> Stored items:
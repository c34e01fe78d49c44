// Dotlanth
// Copyright (C) 2025 Synerthink

// This program is free software: you can redistribute it and/or modify
// it under the terms of the GNU Affero General Public License as published by
// the Free Software Foundation, either version 3 of the License, or
// (at your option) any later version.

// This program is distributed in the hope that it will be useful,
// but WITHOUT ANY WARRANTY; without even the implied warranty of
// MERCHANTABILITY or FITNESS FOR A PARTICULAR PURPOSE.  See the
// GNU Affero General Public License for more details.

// You should have received a copy of the GNU Affero General Public License
// along with this program.  If not, see <http://www.gnu.org/licenses/>.

use apicompat_core::comparer::SymbolComparer;
use apicompat_core::filter::PublicOnlyFilter;
use apicompat_core::mapping::ApiMapper;
use apicompat_core::rules::base_types::CannotRemoveBaseTypeOrInterface;
use apicompat_core::rules::visibility::is_more_visible_override;
use apicompat_core::symbols::member::VOID;
use apicompat_core::symbols::{ParameterSymbol, Visibility};
use apicompat_core::{ApiCompatEngine, AssemblySymbol, ComparisonConfig, MemberSymbol, TypeSymbol};
use proptest::prelude::*;
use std::collections::BTreeMap;

const PARAMETER_TYPES: [&str; 3] = ["System.Int32", "System.String", "System.Boolean"];

/// Members keyed by signature so every generated type is free of duplicates
fn members_strategy() -> impl Strategy<Value = Vec<MemberSymbol>> {
    prop::collection::btree_map(("[A-D]", prop::collection::vec(0usize..PARAMETER_TYPES.len(), 0..3)), any::<bool>(), 0..5).prop_map(|members| {
        members
            .into_iter()
            .map(|((name, params), public)| {
                let mut member = MemberSymbol::method(name, VOID);
                for (i, ty) in params.into_iter().enumerate() {
                    member = member.with_parameter(ParameterSymbol::new(format!("p{}", i), PARAMETER_TYPES[ty]));
                }
                if public { member } else { member.with_visibility(Visibility::Family) }
            })
            .collect()
    })
}

fn types_strategy() -> impl Strategy<Value = Vec<TypeSymbol>> {
    prop::collection::btree_map("[P-S]", (members_strategy(), any::<bool>()), 0..4).prop_map(|types| {
        types
            .into_iter()
            .map(|(name, (members, sealed))| {
                let mut ty = TypeSymbol::class("N", name);
                ty.members = members;
                if sealed { ty.sealed() } else { ty }
            })
            .collect()
    })
}

fn assemblies_strategy() -> impl Strategy<Value = Vec<AssemblySymbol>> {
    types_strategy().prop_map(|types| {
        let mut asm = AssemblySymbol::new("Lib");
        asm.types = types;
        vec![asm]
    })
}

fn visibility_strategy() -> impl Strategy<Value = Visibility> {
    prop_oneof![
        Just(Visibility::Private),
        Just(Visibility::Assembly),
        Just(Visibility::FamilyAndAssembly),
        Just(Visibility::Family),
        Just(Visibility::FamilyOrAssembly),
        Just(Visibility::Public),
    ]
}

fn chain_strategy() -> impl Strategy<Value = Vec<String>> {
    prop::collection::vec("[A-F]", 0..6)
}

fn is_subsequence(needle: &[String], haystack: &[String]) -> bool {
    let mut rest = haystack.iter();
    needle.iter().all(|item| rest.any(|candidate| candidate == item))
}

/// Key path of every node, with which sides are present
fn node_sides(left: &[AssemblySymbol], right: &[AssemblySymbol]) -> BTreeMap<Vec<String>, (bool, bool)> {
    let comparer = SymbolComparer::new();
    let filter = PublicOnlyFilter;
    let tree = ApiMapper::new(&comparer, &filter).map(left, right);
    let mut out = BTreeMap::new();
    let mut stack: Vec<(Vec<String>, _)> = tree.assemblies.iter().map(|n| (vec![n.key.clone()], n)).collect();
    while let Some((path, node)) = stack.pop() {
        for child in &node.children {
            let mut child_path = path.clone();
            child_path.push(child.key.clone());
            stack.push((child_path, child));
        }
        out.insert(path, (node.element.has_left(), node.element.has_right()));
    }
    out
}

proptest! {
    #[test]
    fn prop_self_comparison_is_clean(side in assemblies_strategy()) {
        let report = ApiCompatEngine::new(ComparisonConfig::default()).compare(&side, &side);
        prop_assert_eq!(report.total_issues(), 0);
    }

    #[test]
    fn prop_comparison_is_deterministic(left in assemblies_strategy(), right in assemblies_strategy()) {
        let sequential = ApiCompatEngine::new(ComparisonConfig::default()).compare(&left, &right);
        let again = ApiCompatEngine::new(ComparisonConfig::default()).compare(&left, &right);
        let parallel = ApiCompatEngine::new(ComparisonConfig::new().with_parallel(true)).compare(&left, &right);
        prop_assert_eq!(&sequential, &again);
        prop_assert_eq!(&sequential, &parallel);
    }

    #[test]
    fn prop_mapping_is_symmetric(left in assemblies_strategy(), right in assemblies_strategy()) {
        let forward = node_sides(&left, &right);
        let backward = node_sides(&right, &left);
        prop_assert_eq!(forward.len(), backward.len());
        for (path, (has_left, has_right)) in &forward {
            prop_assert_eq!(backward.get(path), Some(&(*has_right, *has_left)));
        }
    }

    #[test]
    fn prop_differences_are_traceable_to_rules(left in assemblies_strategy(), right in assemblies_strategy()) {
        let engine = ApiCompatEngine::new(ComparisonConfig::default());
        let known = engine.registry().rule_ids();
        let report = engine.compare(&left, &right);
        for difference in report.differences() {
            prop_assert!(known.contains(&difference.id.as_str()));
            prop_assert!(!difference.message.is_empty());
        }
    }

    #[test]
    fn prop_public_member_never_becomes_more_visible(right in visibility_strategy()) {
        prop_assert!(!is_more_visible_override(Visibility::Public, right));

        let left = vec![AssemblySymbol::new("Lib").with_type(TypeSymbol::class("N", "Open").with_member(MemberSymbol::method("Run", VOID).virtual_()))];
        let impl_side = vec![AssemblySymbol::new("Lib").with_type(
            TypeSymbol::class("N", "Open").with_member(MemberSymbol::method("Run", VOID).virtual_().with_visibility(right)),
        )];
        let report = ApiCompatEngine::new(ComparisonConfig::default()).compare(&left, &impl_side);
        prop_assert!(report.differences().all(|d| d.id != "CannotMakeMoreVisible"));
    }

    #[test]
    fn prop_accepted_base_chain_is_subsequence(left in chain_strategy(), right in chain_strategy()) {
        let missing = CannotRemoveBaseTypeOrInterface::first_missing_base(&left, &right);
        prop_assert_eq!(missing.is_none(), is_subsequence(&left, &right));
    }
}
// Dotlanth
// Copyright (C) 2025 Synerthink

// This program is free software: you can redistribute it and/or modify
// it under the terms of the GNU Affero General Public License as published by
// the Free Software Foundation, either version 3 of the License, or
// (at your option) any later version.

// This program is distributed in the hope that it will be useful,
// but WITHOUT ANY WARRANTY; without even the implied warranty of
// MERCHANTABILITY or FITNESS FOR A PARTICULAR PURPOSE.  See the
// GNU Affero General Public License for more details.

// You should have received a copy of the GNU Affero General Public License
// along with this program.  If not, see <http://www.gnu.org/licenses/>.

//! Member and parameter definitions

use super::attribute::{AttributeSymbol, has_attribute};
use super::{GenericParameter, Visibility};
use serde::{Deserialize, Serialize};
use std::fmt;

pub const CONSTRUCTOR_NAME: &str = ".ctor";
pub const STATIC_CONSTRUCTOR_NAME: &str = ".cctor";
pub const VOID: &str = "System.Void";

#[derive(Debug, Clone, Copy, PartialEq, Eq, Hash, Serialize, Deserialize, Default)]
#[serde(rename_all = "snake_case")]
pub enum MemberKind {
    #[default]
    Method,
    Constructor,
    Property,
    Field,
    Event,
}

impl MemberKind {
    /// DocId-style prefix used in comparison keys
    pub fn key_prefix(self) -> char {
        match self {
            MemberKind::Method | MemberKind::Constructor => 'M',
            MemberKind::Property => 'P',
            MemberKind::Field => 'F',
            MemberKind::Event => 'E',
        }
    }
}

impl fmt::Display for MemberKind {
    fn fmt(&self, f: &mut fmt::Formatter<'_>) -> fmt::Result {
        let text = match self {
            MemberKind::Method => "method",
            MemberKind::Constructor => "constructor",
            MemberKind::Property => "property",
            MemberKind::Field => "field",
            MemberKind::Event => "event",
        };
        f.write_str(text)
    }
}

/// How a method returns its value
#[derive(Debug, Clone, Copy, PartialEq, Eq, Hash, Serialize, Deserialize, Default)]
#[serde(rename_all = "snake_case")]
pub enum ReturnRef {
    #[default]
    None,
    Ref,
    RefReadonly,
}

impl fmt::Display for ReturnRef {
    fn fmt(&self, f: &mut fmt::Formatter<'_>) -> fmt::Result {
        let text = match self {
            ReturnRef::None => "by value",
            ReturnRef::Ref => "ref",
            ReturnRef::RefReadonly => "ref readonly",
        };
        f.write_str(text)
    }
}

#[derive(Debug, Clone, Copy, PartialEq, Eq, Hash, Serialize, Deserialize, Default)]
#[serde(rename_all = "snake_case")]
pub enum ParameterModifier {
    #[default]
    None,
    Ref,
    Out,
    In,
}

impl ParameterModifier {
    /// All by-reference modifiers share one metadata signature (`T&`)
    pub fn is_by_ref(self) -> bool {
        !matches!(self, ParameterModifier::None)
    }
}

impl fmt::Display for ParameterModifier {
    fn fmt(&self, f: &mut fmt::Formatter<'_>) -> fmt::Result {
        let text = match self {
            ParameterModifier::None => "by value",
            ParameterModifier::Ref => "ref",
            ParameterModifier::Out => "out",
            ParameterModifier::In => "in",
        };
        f.write_str(text)
    }
}

#[derive(Debug, Clone, PartialEq, Eq, Serialize, Deserialize)]
pub struct ParameterSymbol {
    pub name: String,
    pub type_name: String,
    #[serde(default)]
    pub modifier: ParameterModifier,
    #[serde(default)]
    pub attributes: Vec<AttributeSymbol>,
}

impl ParameterSymbol {
    pub fn new(name: impl Into<String>, type_name: impl Into<String>) -> Self {
        Self {
            name: name.into(),
            type_name: type_name.into(),
            modifier: ParameterModifier::None,
            attributes: Vec::new(),
        }
    }

    pub fn with_modifier(mut self, modifier: ParameterModifier) -> Self {
        self.modifier = modifier;
        self
    }

    pub fn with_attribute(mut self, attribute: AttributeSymbol) -> Self {
        self.attributes.push(attribute);
        self
    }

    /// Signature form of the parameter type
    pub fn signature_type(&self) -> String {
        if self.modifier.is_by_ref() {
            format!("{}&", self.type_name)
        } else {
            self.type_name.clone()
        }
    }
}

/// A method, constructor, property, field or event
#[derive(Debug, Clone, PartialEq, Serialize, Deserialize)]
pub struct MemberSymbol {
    pub name: String,
    #[serde(default)]
    pub kind: MemberKind,
    #[serde(default)]
    pub visibility: Visibility,
    /// Return type for methods, value type for properties, fields and events
    #[serde(default = "default_return_type")]
    pub return_type: String,
    #[serde(default)]
    pub return_ref: ReturnRef,
    #[serde(default)]
    pub parameters: Vec<ParameterSymbol>,
    #[serde(default)]
    pub generic_parameters: Vec<GenericParameter>,
    #[serde(default)]
    pub is_abstract: bool,
    #[serde(default)]
    pub is_virtual: bool,
    /// `sealed override`, or a non-overridable interface implementation
    #[serde(default)]
    pub is_final: bool,
    #[serde(default)]
    pub is_static: bool,
    /// Interface whose member this explicitly implements
    #[serde(default)]
    pub explicit_interface: Option<String>,
    /// Literal value of constant fields (enum values included)
    #[serde(default)]
    pub constant_value: Option<String>,
    #[serde(default)]
    pub attributes: Vec<AttributeSymbol>,
}

fn default_return_type() -> String {
    VOID.to_string()
}

impl MemberSymbol {
    pub fn new(kind: MemberKind, name: impl Into<String>, return_type: impl Into<String>) -> Self {
        Self {
            name: name.into(),
            kind,
            visibility: Visibility::Public,
            return_type: return_type.into(),
            return_ref: ReturnRef::None,
            parameters: Vec::new(),
            generic_parameters: Vec::new(),
            is_abstract: false,
            is_virtual: false,
            is_final: false,
            is_static: false,
            explicit_interface: None,
            constant_value: None,
            attributes: Vec::new(),
        }
    }

    pub fn method(name: impl Into<String>, return_type: impl Into<String>) -> Self {
        Self::new(MemberKind::Method, name, return_type)
    }

    pub fn constructor() -> Self {
        Self::new(MemberKind::Constructor, CONSTRUCTOR_NAME, VOID)
    }

    pub fn property(name: impl Into<String>, property_type: impl Into<String>) -> Self {
        Self::new(MemberKind::Property, name, property_type)
    }

    pub fn field(name: impl Into<String>, field_type: impl Into<String>) -> Self {
        Self::new(MemberKind::Field, name, field_type)
    }

    pub fn event(name: impl Into<String>, handler_type: impl Into<String>) -> Self {
        Self::new(MemberKind::Event, name, handler_type)
    }

    /// Enum value: a public static literal field of the enum type
    pub fn enum_value(enum_type: impl Into<String>, name: impl Into<String>, value: impl Into<String>) -> Self {
        let mut field = Self::field(name, enum_type);
        field.is_static = true;
        field.constant_value = Some(value.into());
        field
    }

    pub fn with_visibility(mut self, visibility: Visibility) -> Self {
        self.visibility = visibility;
        self
    }

    pub fn with_parameter(mut self, parameter: ParameterSymbol) -> Self {
        self.parameters.push(parameter);
        self
    }

    pub fn with_generic_parameter(mut self, name: impl Into<String>) -> Self {
        self.generic_parameters.push(GenericParameter::new(name));
        self
    }

    pub fn with_attribute(mut self, attribute: AttributeSymbol) -> Self {
        self.attributes.push(attribute);
        self
    }

    pub fn with_return_ref(mut self, return_ref: ReturnRef) -> Self {
        self.return_ref = return_ref;
        self
    }

    pub fn with_explicit_interface(mut self, interface: impl Into<String>) -> Self {
        self.explicit_interface = Some(interface.into());
        self
    }

    pub fn abstract_(mut self) -> Self {
        self.is_abstract = true;
        self.is_virtual = true;
        self
    }

    pub fn virtual_(mut self) -> Self {
        self.is_virtual = true;
        self
    }

    pub fn final_(mut self) -> Self {
        self.is_final = true;
        self
    }

    pub fn static_(mut self) -> Self {
        self.is_static = true;
        self
    }

    pub fn is_constructor(&self) -> bool {
        self.kind == MemberKind::Constructor || self.name == CONSTRUCTOR_NAME || self.name == STATIC_CONSTRUCTOR_NAME
    }

    pub fn generic_arity(&self) -> usize {
        self.generic_parameters.len()
    }

    /// Overridable in a derived type: virtual and not sealed
    pub fn is_overridable(&self) -> bool {
        self.is_virtual && !self.is_final
    }

    pub fn is_explicit_interface_implementation(&self) -> bool {
        self.explicit_interface.is_some()
    }

    pub fn has_attribute(&self, type_name: &str) -> bool {
        has_attribute(&self.attributes, type_name)
    }

    /// `Name(T1, T2)` for methods and indexers, plain `Name` otherwise
    pub fn display_signature(&self) -> String {
        let mut out = self.name.clone();
        if self.generic_arity() > 0 {
            let names: Vec<&str> = self.generic_parameters.iter().map(|g| g.name.as_str()).collect();
            out.push('<');
            out.push_str(&names.join(", "));
            out.push('>');
        }
        if matches!(self.kind, MemberKind::Method | MemberKind::Constructor) || !self.parameters.is_empty() {
            let params: Vec<String> = self
                .parameters
                .iter()
                .map(|p| match p.modifier {
                    ParameterModifier::None => p.type_name.clone(),
                    modifier => format!("{} {}", modifier, p.type_name),
                })
                .collect();
            out.push('(');
            out.push_str(&params.join(", "));
            out.push(')');
        }
        out
    }
}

> WHAT YOU ARE ASKED TO DO: Starting with the line with "Self::new(MemberKind::Field, name, field_type)" above and going on through the line with "field.is_static = true;", transcribe every line exactly, both ends included, and add nothing.

> REPLY:
        Self::new(MemberKind::Field, name, field_type)
    }

    pub fn event(name: impl Into<String>, handler_type: impl Into<String>) -> Self {
        Self::new(MemberKind::Event, name, handler_type)
    }

    /// Enum value: a public static literal field of the enum type
    pub fn enum_value(enum_type: impl Into<String>, name: impl Into<String>, value: impl Into<String>) -> Self {
        let mut field = Self::field(name, enum_type);
        field.is_static = true;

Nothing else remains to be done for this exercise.